--- Instructions to follow ---
Find the string "written" in the records. Copy each line that has it.

--- Source material ---
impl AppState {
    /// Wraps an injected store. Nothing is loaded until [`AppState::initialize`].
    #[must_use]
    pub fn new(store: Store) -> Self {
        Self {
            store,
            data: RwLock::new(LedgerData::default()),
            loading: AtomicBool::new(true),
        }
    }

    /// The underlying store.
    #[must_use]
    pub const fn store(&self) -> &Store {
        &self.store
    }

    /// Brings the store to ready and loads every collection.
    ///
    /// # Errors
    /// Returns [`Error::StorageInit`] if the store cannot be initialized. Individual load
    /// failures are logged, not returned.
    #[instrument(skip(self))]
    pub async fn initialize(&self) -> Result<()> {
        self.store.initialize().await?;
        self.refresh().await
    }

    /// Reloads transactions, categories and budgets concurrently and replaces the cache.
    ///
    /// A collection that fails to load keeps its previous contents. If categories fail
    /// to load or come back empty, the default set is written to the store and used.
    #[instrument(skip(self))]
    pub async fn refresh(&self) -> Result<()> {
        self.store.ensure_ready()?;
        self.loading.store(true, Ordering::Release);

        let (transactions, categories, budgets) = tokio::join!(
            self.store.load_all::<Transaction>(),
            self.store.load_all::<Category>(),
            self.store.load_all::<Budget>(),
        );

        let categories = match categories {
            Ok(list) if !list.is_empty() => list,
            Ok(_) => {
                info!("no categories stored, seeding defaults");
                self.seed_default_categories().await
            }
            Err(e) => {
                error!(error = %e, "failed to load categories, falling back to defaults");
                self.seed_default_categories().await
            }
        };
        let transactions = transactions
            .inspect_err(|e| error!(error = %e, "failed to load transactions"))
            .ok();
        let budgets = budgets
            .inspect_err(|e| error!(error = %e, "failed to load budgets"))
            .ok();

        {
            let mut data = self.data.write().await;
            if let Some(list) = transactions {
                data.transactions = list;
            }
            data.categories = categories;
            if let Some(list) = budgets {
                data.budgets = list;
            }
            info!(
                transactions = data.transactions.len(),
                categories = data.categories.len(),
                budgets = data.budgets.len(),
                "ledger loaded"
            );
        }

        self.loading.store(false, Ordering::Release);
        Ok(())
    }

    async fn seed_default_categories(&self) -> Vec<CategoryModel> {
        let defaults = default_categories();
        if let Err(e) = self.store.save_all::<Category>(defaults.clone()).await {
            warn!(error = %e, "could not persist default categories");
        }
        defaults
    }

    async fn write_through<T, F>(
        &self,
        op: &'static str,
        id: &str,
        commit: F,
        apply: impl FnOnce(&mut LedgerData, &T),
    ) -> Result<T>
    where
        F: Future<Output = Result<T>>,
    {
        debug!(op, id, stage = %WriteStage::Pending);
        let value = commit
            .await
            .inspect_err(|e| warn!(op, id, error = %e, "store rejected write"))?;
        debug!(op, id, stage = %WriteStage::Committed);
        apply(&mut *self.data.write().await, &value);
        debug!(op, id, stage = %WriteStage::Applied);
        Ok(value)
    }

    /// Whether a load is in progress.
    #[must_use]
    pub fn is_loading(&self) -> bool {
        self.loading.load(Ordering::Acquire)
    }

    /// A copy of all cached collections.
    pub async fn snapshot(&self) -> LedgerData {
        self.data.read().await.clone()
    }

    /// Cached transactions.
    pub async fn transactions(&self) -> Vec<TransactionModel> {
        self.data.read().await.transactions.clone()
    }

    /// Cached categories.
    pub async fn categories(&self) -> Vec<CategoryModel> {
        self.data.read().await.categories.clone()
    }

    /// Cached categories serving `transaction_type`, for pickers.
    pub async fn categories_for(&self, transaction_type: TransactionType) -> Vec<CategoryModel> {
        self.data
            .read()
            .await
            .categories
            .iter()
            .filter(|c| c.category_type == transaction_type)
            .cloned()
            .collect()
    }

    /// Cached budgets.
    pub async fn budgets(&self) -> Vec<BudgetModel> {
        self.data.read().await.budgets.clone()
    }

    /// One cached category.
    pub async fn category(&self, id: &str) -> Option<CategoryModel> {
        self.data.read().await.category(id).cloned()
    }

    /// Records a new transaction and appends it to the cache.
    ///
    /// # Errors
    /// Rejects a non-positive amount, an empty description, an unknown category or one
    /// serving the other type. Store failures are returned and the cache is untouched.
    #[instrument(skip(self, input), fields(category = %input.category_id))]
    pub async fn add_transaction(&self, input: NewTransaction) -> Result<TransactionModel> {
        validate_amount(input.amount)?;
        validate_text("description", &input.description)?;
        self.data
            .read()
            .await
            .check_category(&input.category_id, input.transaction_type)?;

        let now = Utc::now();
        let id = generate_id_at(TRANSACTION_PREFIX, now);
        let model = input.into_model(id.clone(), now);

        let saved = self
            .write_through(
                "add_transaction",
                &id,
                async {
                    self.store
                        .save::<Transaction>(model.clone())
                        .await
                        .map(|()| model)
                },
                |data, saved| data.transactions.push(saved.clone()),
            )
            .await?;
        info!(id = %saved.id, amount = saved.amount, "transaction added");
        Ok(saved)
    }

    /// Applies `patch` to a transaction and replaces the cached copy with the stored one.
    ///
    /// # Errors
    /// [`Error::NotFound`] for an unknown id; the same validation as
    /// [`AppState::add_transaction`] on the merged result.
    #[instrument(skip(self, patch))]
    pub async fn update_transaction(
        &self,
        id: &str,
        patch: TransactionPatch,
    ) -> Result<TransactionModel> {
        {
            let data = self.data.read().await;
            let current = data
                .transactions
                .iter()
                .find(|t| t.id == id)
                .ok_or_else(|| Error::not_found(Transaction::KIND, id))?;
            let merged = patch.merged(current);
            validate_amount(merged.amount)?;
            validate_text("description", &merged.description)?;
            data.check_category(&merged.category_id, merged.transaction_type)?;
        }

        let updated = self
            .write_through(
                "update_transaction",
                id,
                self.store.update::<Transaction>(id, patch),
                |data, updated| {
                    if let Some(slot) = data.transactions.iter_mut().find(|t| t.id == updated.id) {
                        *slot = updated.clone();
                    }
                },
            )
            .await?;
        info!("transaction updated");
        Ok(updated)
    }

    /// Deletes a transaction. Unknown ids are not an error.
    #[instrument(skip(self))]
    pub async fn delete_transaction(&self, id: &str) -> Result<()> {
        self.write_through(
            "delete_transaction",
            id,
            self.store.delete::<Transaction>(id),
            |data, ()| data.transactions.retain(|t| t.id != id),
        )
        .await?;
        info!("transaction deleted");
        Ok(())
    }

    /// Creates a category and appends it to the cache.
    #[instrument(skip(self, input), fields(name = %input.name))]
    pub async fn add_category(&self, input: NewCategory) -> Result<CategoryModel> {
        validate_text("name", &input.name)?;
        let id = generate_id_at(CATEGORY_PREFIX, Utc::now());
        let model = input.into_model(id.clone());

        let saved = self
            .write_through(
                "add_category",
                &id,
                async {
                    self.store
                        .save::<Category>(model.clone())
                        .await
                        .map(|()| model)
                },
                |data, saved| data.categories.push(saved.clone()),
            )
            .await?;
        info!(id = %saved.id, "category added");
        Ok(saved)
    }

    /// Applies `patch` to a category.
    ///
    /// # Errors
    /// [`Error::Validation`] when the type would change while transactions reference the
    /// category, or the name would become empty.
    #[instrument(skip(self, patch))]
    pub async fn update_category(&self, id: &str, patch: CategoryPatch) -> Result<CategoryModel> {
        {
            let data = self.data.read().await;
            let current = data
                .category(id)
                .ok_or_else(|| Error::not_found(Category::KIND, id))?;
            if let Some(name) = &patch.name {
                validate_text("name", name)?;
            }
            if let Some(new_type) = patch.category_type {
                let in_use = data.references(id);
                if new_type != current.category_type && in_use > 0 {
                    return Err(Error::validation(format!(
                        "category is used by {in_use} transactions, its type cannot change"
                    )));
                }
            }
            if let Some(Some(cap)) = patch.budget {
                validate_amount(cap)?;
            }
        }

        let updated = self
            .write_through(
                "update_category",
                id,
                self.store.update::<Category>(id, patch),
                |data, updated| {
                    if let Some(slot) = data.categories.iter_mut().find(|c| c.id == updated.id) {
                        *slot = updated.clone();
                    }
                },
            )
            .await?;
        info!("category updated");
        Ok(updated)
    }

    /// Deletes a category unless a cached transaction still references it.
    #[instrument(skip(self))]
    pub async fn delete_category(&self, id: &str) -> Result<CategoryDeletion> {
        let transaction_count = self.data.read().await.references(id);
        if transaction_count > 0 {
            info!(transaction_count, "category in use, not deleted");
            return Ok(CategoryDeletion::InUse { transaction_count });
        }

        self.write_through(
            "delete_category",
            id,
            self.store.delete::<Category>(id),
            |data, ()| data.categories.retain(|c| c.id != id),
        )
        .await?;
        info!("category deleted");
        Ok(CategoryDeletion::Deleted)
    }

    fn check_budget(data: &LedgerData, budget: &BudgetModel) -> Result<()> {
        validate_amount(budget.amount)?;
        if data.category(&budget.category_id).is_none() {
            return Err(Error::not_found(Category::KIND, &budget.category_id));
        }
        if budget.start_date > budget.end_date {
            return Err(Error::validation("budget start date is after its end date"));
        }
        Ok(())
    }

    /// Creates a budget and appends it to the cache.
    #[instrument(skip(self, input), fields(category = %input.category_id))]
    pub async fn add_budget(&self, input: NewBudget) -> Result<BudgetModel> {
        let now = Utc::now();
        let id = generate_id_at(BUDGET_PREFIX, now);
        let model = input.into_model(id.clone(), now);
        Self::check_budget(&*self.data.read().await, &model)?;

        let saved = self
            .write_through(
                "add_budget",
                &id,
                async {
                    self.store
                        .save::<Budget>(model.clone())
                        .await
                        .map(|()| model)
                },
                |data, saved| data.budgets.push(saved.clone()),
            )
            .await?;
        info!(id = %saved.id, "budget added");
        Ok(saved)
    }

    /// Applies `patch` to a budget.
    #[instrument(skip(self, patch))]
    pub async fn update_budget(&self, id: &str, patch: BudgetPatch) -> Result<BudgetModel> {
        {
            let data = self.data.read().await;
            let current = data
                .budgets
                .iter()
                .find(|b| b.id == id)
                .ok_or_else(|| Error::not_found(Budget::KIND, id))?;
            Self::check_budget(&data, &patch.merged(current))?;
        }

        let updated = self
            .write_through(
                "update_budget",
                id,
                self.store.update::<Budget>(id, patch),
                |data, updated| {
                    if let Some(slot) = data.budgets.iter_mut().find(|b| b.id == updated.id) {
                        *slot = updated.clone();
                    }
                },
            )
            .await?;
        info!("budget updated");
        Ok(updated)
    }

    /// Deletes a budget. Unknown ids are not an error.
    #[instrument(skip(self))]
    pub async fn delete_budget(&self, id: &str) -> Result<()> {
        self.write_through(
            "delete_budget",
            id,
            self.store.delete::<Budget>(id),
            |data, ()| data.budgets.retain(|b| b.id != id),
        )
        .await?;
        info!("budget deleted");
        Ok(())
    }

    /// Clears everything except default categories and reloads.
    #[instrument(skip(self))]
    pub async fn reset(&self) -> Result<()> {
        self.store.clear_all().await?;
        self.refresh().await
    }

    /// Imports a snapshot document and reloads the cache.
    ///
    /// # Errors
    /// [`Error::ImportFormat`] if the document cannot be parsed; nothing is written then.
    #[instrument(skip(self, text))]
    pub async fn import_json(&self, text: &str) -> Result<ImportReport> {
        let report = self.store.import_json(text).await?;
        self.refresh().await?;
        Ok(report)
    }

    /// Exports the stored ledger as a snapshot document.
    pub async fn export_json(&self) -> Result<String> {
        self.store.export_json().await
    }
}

--- Response ---
    /// to load or come back empty, the default set is written to the store and used.
    /// [`Error::ImportFormat`] if the document cannot be parsed; nothing is written then.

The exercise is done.